At the end of the 2010 season, Syracuse and Louisville met in the final game the Cardinals would play in Freedom Hall. While Syracuse lost the final home game they played in their outdated former home, Manley Field House, to rival Georgetown, an unranked Louisville team knocked off number one Syracuse to bid adieu to their long-time but increasingly rundown home venue. Previously unknown guard Kyle Kuric scored 22 points, all in the second half, to take down a Syracuse team that spent much of the season ranked in the top five, and was viewed by many at the time as the top favorite in the upcoming NCAA tournament. For Louisville, it closed out its long-time home in unforgettable fashion by toppling the best team in the land. It was also the second time the Cardinals beat the Orange that season, handing Syracuse two of their five losses in a season in which the Orange won the Big East regular season championship and looked destined to reach the Final Four before a late-season injury to center Arinze Onuaku.
In 2011, Louisville notched the final win of its seven consecutive against Syracuse in the Orange’s first visit to the Cardinal’s new home, the KFC Yum! Center: a name as ridiculous as the building is spectacular. Pitino’s short-term dominance of his former mentor infuriated Boeheim to the point that he lashed out against media members for only publishing his recent history against Pitino, and not including his lifetime record against his former assistant, which favors Boeheim.
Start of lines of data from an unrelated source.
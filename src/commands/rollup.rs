//! # rollup 子命令实现
//!
//! 项目文件 → 分墙型造价行流的完整流程。
//!
//! ## 功能
//! - 支持单文件和批量目录处理
//! - 墙型间并行计算（rayon）
//! - 终端表格输出与 CSV 导出
//! - 合同系数与间接费百分比的命令行覆盖
//!
//! ## 依赖关系
//! - 使用 `cli/rollup.rs` 定义的 RollupArgs
//! - 使用 `batch/` 模块进行批量处理
//! - 使用 `store/` 解析构造层、`rollup/` 计算行流

use crate::batch::{BatchRunner, FileCollector, ProcessResult};
use crate::cli::rollup::{parse_contract_ratio, RollupArgs};
use crate::error::{QiangsuanError, Result};
use crate::models::{Project, SurchargePercents, WallTypeGroup, WallTypeRollup};
use crate::parsers::{parse_catalog_file, parse_project_file};
use crate::rollup::{
    export_csv, prepare_breakdown, table_rows, RollupCalculator, DEFAULT_CONTRACT_RATIO,
};
use crate::store::{resolve_project, CatalogStore, InMemoryCatalog};
use crate::utils::{output, progress};

use rayon::prelude::*;
use std::fs;
use std::path::PathBuf;
use std::sync::Arc;
use tabled::Table;

/// 执行成本汇总
pub fn execute(args: RollupArgs) -> Result<()> {
    output::print_header("Wall Material Cost Rollup");

    // 目录只加载一次，单文件与批量模式共用
    let spinner = progress::create_spinner(&format!(
        "Loading catalog '{}'",
        args.catalog.display()
    ));
    let catalog = parse_catalog_file(&args.catalog);
    spinner.finish_and_clear();
    let store = InMemoryCatalog::from_file(catalog?);

    if store.is_empty() {
        output::print_warning("Catalog contains no items; every layer will be priced as missing");
    } else {
        output::print_info(&format!("Catalog loaded: {} items", store.len()));
    }

    // 合同系数覆盖提前解析一次
    let ratio_override = match &args.ratio {
        Some(raw) => Some(parse_contract_ratio(raw).map_err(QiangsuanError::InvalidArgument)?),
        None => None,
    };

    // 检测输入类型
    if args.input.is_file() {
        execute_single_file(&args, &store, ratio_override)
    } else if args.input.is_dir() {
        execute_batch(&args, store, ratio_override)
    } else {
        Err(QiangsuanError::FileNotFound {
            path: args.input.display().to_string(),
        })
    }
}

/// 单文件模式
fn execute_single_file(
    args: &RollupArgs,
    store: &InMemoryCatalog,
    ratio_override: Option<f64>,
) -> Result<()> {
    output::print_info(&format!("Single file mode: '{}'", args.input.display()));

    let project = parse_project_file(&args.input)?;
    let ratio = effective_ratio(ratio_override, &project);
    let percents = PercentOverrides::from_args(args)
        .apply(project.surcharge_percents.unwrap_or_default());

    output::print_info(&format!(
        "Project '{}': {} wall types, {} wall instances, contract ratio {:.4}",
        project.site,
        project.wall_types.len(),
        project.walls.len(),
        ratio
    ));

    let result = rollup_project(&project, store, ratio, percents)?;
    print_report(&result);

    if let Some(path) = &args.output_csv {
        export_csv(&result.rollups, path)?;
        output::print_success(&format!("Row stream exported to '{}'", path.display()));
    }

    Ok(())
}

/// 批量处理模式
fn execute_batch(
    args: &RollupArgs,
    store: InMemoryCatalog,
    ratio_override: Option<f64>,
) -> Result<()> {
    output::print_info(&format!("Batch mode: directory '{}'", args.input.display()));

    // 收集项目文件
    let collector = FileCollector::new(args.input.clone())
        .with_pattern(&args.pattern)?
        .recursive(args.recursive);

    let files = collector.collect();

    if files.is_empty() {
        return Err(QiangsuanError::NoFilesFound {
            pattern: args.pattern.clone(),
        });
    }

    output::print_info(&format!("Found {} project files", files.len()));

    // 批量模式下 --output-csv 作为导出目录使用
    if let Some(dir) = &args.output_csv {
        fs::create_dir_all(dir).map_err(|e| QiangsuanError::FileWriteError {
            path: dir.display().to_string(),
            source: e,
        })?;
        output::print_info(&format!("CSV exports go to '{}'", dir.display()));
    }

    // 创建共享配置
    let config = Arc::new(BatchRollupConfig {
        store,
        ratio_override,
        overrides: PercentOverrides::from_args(args),
        csv_dir: args.output_csv.clone(),
        catalog_path: fs::canonicalize(&args.catalog).ok(),
    });

    // 并行处理
    let runner = BatchRunner::new(args.jobs);
    let result = runner.run(files, |file| process_batch_file(file, &config));

    // 打印统计
    output::print_separator();
    output::print_success(&format!(
        "Batch complete: {} success, {} skipped, {} failed",
        result.success, result.skipped, result.failed
    ));

    for summary in &result.summaries {
        output::print_info(summary);
    }

    for skip in &result.skips {
        output::print_skip(skip);
    }

    if !result.failures.is_empty() {
        output::print_warning("Failed files:");
        for (path, err) in result.failures.iter().take(10) {
            output::print_error(&format!("  {}: {}", path, err));
        }
        if result.failures.len() > 10 {
            output::print_warning(&format!("  ... and {} more", result.failures.len() - 10));
        }
    }

    Ok(())
}

// ─────────────────────────────────────────────────────────────────
// 参数融合
// ─────────────────────────────────────────────────────────────────

/// 合同系数优先级：命令行覆盖 > 项目文件 > 默认 1.0
///
/// 项目文件中的非法系数（非正数）按缺省处理。
fn effective_ratio(override_ratio: Option<f64>, project: &Project) -> f64 {
    if let Some(ratio) = override_ratio {
        return ratio;
    }
    match project.contract_ratio {
        Some(ratio) if ratio.is_finite() && ratio > 0.0 => ratio,
        _ => DEFAULT_CONTRACT_RATIO,
    }
}

/// 命令行的间接费百分比单项覆盖
#[derive(Debug, Clone, Copy, Default)]
struct PercentOverrides {
    loss: Option<f64>,
    transport: Option<f64>,
    profit: Option<f64>,
    tool: Option<f64>,
}

impl PercentOverrides {
    fn from_args(args: &RollupArgs) -> Self {
        PercentOverrides {
            loss: args.loss_percent,
            transport: args.transport_percent,
            profit: args.profit_percent,
            tool: args.tool_percent,
        }
    }

    /// 项目文件百分比打底，命令行单项覆盖
    fn apply(&self, mut base: SurchargePercents) -> SurchargePercents {
        if let Some(value) = self.loss {
            base.loss = value;
        }
        if let Some(value) = self.transport {
            base.transport = value;
        }
        if let Some(value) = self.profit {
            base.profit = value;
        }
        if let Some(value) = self.tool {
            base.tool = value;
        }
        base
    }
}

// ─────────────────────────────────────────────────────────────────
// 项目汇总
// ─────────────────────────────────────────────────────────────────

/// 整个项目的汇总结果
struct ProjectRollup {
    site: String,
    ratio: f64,
    rollups: Vec<WallTypeRollup>,
}

impl ProjectRollup {
    /// 全部墙型合同合价之和
    fn contract_total(&self) -> f64 {
        self.rollups.iter().map(|r| r.contract_total()).sum()
    }

    /// 全部墙型订货合价之和
    fn order_total(&self) -> f64 {
        self.rollups.iter().map(|r| r.order_total()).sum()
    }
}

/// 汇总整个项目：构造层解析 → 墙型分组 → 并行计算行流
fn rollup_project(
    project: &Project,
    store: &dyn CatalogStore,
    ratio: f64,
    percents: SurchargePercents,
) -> Result<ProjectRollup> {
    let results = resolve_project(project, store)?;
    let groups = WallTypeGroup::group(results);

    let calculator = RollupCalculator::new(ratio).with_percents(percents);

    // 墙型之间相互独立，按墙型并行；collect 保持首现顺序
    let rollups: Vec<WallTypeRollup> = groups
        .par_iter()
        .map(|group| calculator.calculate(&prepare_breakdown(group, store)))
        .collect();

    Ok(ProjectRollup {
        site: project.site.clone(),
        ratio: calculator.ratio(),
        rollups,
    })
}

/// 打印分墙型表格与项目摘要
fn print_report(result: &ProjectRollup) {
    for rollup in &result.rollups {
        println!();
        output::print_info(&format!(
            "墙型 {}  |  {} 面墙  |  合计面积 {:.2} m²",
            rollup.wall_type, rollup.wall_count, rollup.area
        ));

        let table = Table::new(table_rows(rollup));
        println!("{}", table);

        for warning in &rollup.warnings {
            output::print_warning(warning);
        }
    }

    output::print_separator();
    output::print_kv("工程", &result.site);
    output::print_kv("合同系数", &format!("{:.4}", result.ratio));
    for rollup in &result.rollups {
        output::print_kv(
            &format!("{} 合同合价", rollup.wall_type),
            &format!("{:.2} 元", rollup.contract_total()),
        );
    }
    output::print_kv("订货合价合计", &format!("{:.2} 元", result.order_total()));
    output::print_kv("合同合价合计", &format!("{:.2} 元", result.contract_total()));
}

// ─────────────────────────────────────────────────────────────────
// 批量处理
// ─────────────────────────────────────────────────────────────────

/// 批量处理配置
struct BatchRollupConfig {
    store: InMemoryCatalog,
    ratio_override: Option<f64>,
    overrides: PercentOverrides,
    csv_dir: Option<PathBuf>,
    catalog_path: Option<PathBuf>,
}

/// 处理批量模式中的单个文件
fn process_batch_file(input: &PathBuf, config: &Arc<BatchRollupConfig>) -> ProcessResult {
    // 目录文件常与项目文件放在同一目录下，跳过
    if let (Some(catalog), Ok(canonical)) = (&config.catalog_path, fs::canonicalize(input)) {
        if *catalog == canonical {
            return ProcessResult::Skipped(format!("Catalog file: {}", input.display()));
        }
    }

    let project = match parse_project_file(input) {
        Ok(project) => project,
        Err(err) => {
            // 能按目录文件解析的 JSON 按跳过处理，不计失败
            if parse_catalog_file(input).is_ok() {
                return ProcessResult::Skipped(format!("Catalog file: {}", input.display()));
            }
            return ProcessResult::Failed(input.display().to_string(), err.to_string());
        }
    };

    let ratio = effective_ratio(config.ratio_override, &project);
    let percents = config
        .overrides
        .apply(project.surcharge_percents.unwrap_or_default());

    let result = match rollup_project(&project, &config.store, ratio, percents) {
        Ok(result) => result,
        Err(err) => return ProcessResult::Failed(input.display().to_string(), err.to_string()),
    };

    if let Some(dir) = &config.csv_dir {
        let stem = input
            .file_stem()
            .and_then(|s| s.to_str())
            .unwrap_or("rollup");
        let target = dir.join(format!("{}_rollup.csv", stem));
        if let Err(err) = export_csv(&result.rollups, &target) {
            return ProcessResult::Failed(input.display().to_string(), err.to_string());
        }
    }

    let label = if result.site.is_empty() {
        input.display().to_string()
    } else {
        result.site.clone()
    };

    ProcessResult::Success(format!(
        "{}: {} 墙型, 合同合价 {:.2} 元",
        label,
        result.rollups.len(),
        result.contract_total()
    ))
}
In Syracuse’s second visit to the Yum! Center in 2012, the Orange was finally able to break their seven-game losing streak to the Cards, by holding Louisville scoreless for the final three and a half minutes of the game and escaping with a 52-51 win. Later that season, Syracuse beat Louisville 58-49, for a season sweep of the Cards on their way to a 17-1 conference record and another Big East regular season championship. Of course, Louisville would go on to win the Big East tournament and ultimately advance to the Final Four, while Syracuse fell one game short of the Final Four, once again derailed by the unexpected absence of their starting center.
On Saturday, we will see the next installment of the Syracuse-Louisville rivalry, as Boeheim and the Orange travel back to the Yum! Center, looking for their third consecutive win over Pitino and the Cardinals. The renewal of this rivalry, which has created plenty of excitement over the past half-dozen years, is bound to be a heavy weight fight. This season, in what will undoubtedly be the Big East’s swan song, Syracuse and Louisville have once again jumped to the front of the class. Both teams have been ranked in the top-10 all season, and neither shows signs of leaving anytime soon. Both teams are gearing up for a run deep into March, as both coaches eye an opportunity to win a second national championship. Both teams also have their sights set on a Big East championship, in the final year that a Big East championship will actually mean something, and they’re going to have to go through one another to get to it. Whatever happens between these two teams on Saturday, as well as later in the season, it’s going to be meaningful, and it’s going to be memorable; and that’s why the Syracuse-Louisville rivalry is the best the Big East has to offer, as it gets ready to close up shop.